Awhile everyone applauds, no one seems to be considering the details of the bill aimed at accelerating economic and professional equality adopted at first reading by the National Assembly on May 12. It is incontestably established that women are not very present among the top executives of French companies, less than 20%.
The laudable and necessary intention of wanting to pursue equality in this area must be translated into effective tools. However, behind the declarations of intent, the current text shows a weak political commitment and includes considerable gaps in its drafting. The text aims to impose a threshold of 30% of women within the governing bodies and senior executives on companies employing at least 1,000 employees.
Remember that in France, according to figures from INSEE, companies with fewer than 250 people alone employ almost one in two employees. According to the statements of Elisabeth Borne, Minister of Labor during the parliamentary debates, this threshold would be justified by the fact that there would be almost no senior executive in VSEs and SMEs. This is how the latter declared, on May 12: “Senior executives are less present in companies with 50 to 1,000 employees, especially in very small businesses and SMEs. “
Quotas, little impact
This assertion is false. Already fifty years ago, when the tertiarisation of the economy was much less advanced than today, the work of the sociologist and economist Guy Roustang showed that we found approximately the same percentage of senior executives in companies of 100 employees than in companies with 1,000 or more employees. Obviously, therefore, companies with less than 1,000 employees have senior executives.
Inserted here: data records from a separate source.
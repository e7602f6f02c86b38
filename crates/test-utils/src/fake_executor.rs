use std::collections::{BTreeMap, BTreeSet};
use std::future::Future;
use std::pin::Pin;
use std::sync::{Arc, Mutex};

use flowdag::dag::ScheduledTask;
use flowdag::engine::{RuntimeEvent, TaskOutcome};
use flowdag::errors::Result;
use flowdag::exec::ExecutorBackend;
use tokio::sync::mpsc;

/// Which tasks misbehave, by qualified label (`work.task`).
#[derive(Debug, Clone, Default)]
pub struct FakeScript {
    /// Report `Failed` for these.
    pub fail: BTreeSet<String>,
    /// Report `Success` but leave no outputs behind.
    pub no_outputs: BTreeSet<String>,
}

impl FakeScript {
    pub fn all_ok() -> Self {
        Self::default()
    }

    pub fn failing(mut self, label: &str) -> Self {
        self.fail.insert(label.to_string());
        self
    }

    pub fn without_outputs(mut self, label: &str) -> Self {
        self.no_outputs.insert(label.to_string());
        self
    }

    fn outcome_for(&self, task: &ScheduledTask) -> TaskOutcome {
        if self.fail.contains(&task.label) {
            TaskOutcome::Failed(format!("scripted failure of {}", task.label))
        } else if self.no_outputs.contains(&task.label) {
            TaskOutcome::Success(BTreeMap::new())
        } else {
            TaskOutcome::Success(task.outputs.iter().cloned().collect())
        }
    }
}

/// A fake executor that:
/// - records which tasks were handed to it, by qualified label
/// - never touches the filesystem; declared outputs are reported at the
///   paths the flow expects them
/// - immediately reports a `TaskCompleted` per task, as scripted.
pub struct FakeExecutor {
    runtime_tx: mpsc::Sender<RuntimeEvent>,
    script: FakeScript,
    executed: Arc<Mutex<Vec<String>>>,
}

impl FakeExecutor {
    pub fn new(runtime_tx: mpsc::Sender<RuntimeEvent>, script: FakeScript) -> Self {
        Self {
            runtime_tx,
            script,
            executed: Arc::new(Mutex::new(Vec::new())),
        }
    }

    /// Shared handle to the dispatch log.
    pub fn executed(&self) -> Arc<Mutex<Vec<String>>> {
        Arc::clone(&self.executed)
    }
}

impl ExecutorBackend for FakeExecutor {
    fn spawn_ready_tasks(
        &mut self,
        tasks: Vec<ScheduledTask>,
    ) -> Pin<Box<dyn Future<Output = Result<()>> + Send + '_>> {
        let tx = self.runtime_tx.clone();
        let executed = Arc::clone(&self.executed);
        let script = self.script.clone();

        Box::pin(async move {
            for t in tasks {
                executed
                    .lock()
                    .expect("executed lock poisoned")
                    .push(t.label.clone());

                let outcome = script.outcome_for(&t);
                tx.send(RuntimeEvent::TaskCompleted { task: t.id, outcome })
                    .await
                    .map_err(anyhow::Error::from)?;
            }
            Ok(())
        })
    }
}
The hope that introducing quotas in large companies will have an effect on the lower strata is wrong. The report on the proposal itself states that the introduction of quotas on boards of directors in 2011 did not have the effect of “Runoff” expected on the feminization of senior positions.
It is therefore very likely that the introduction of quotas in a tiny part of French companies will have no impact on the overall presence of women in positions of responsibility. It was hoped that the bill would include a reform of the Egapro index, given the multiple criticisms of its calculation methods and its too light sanction.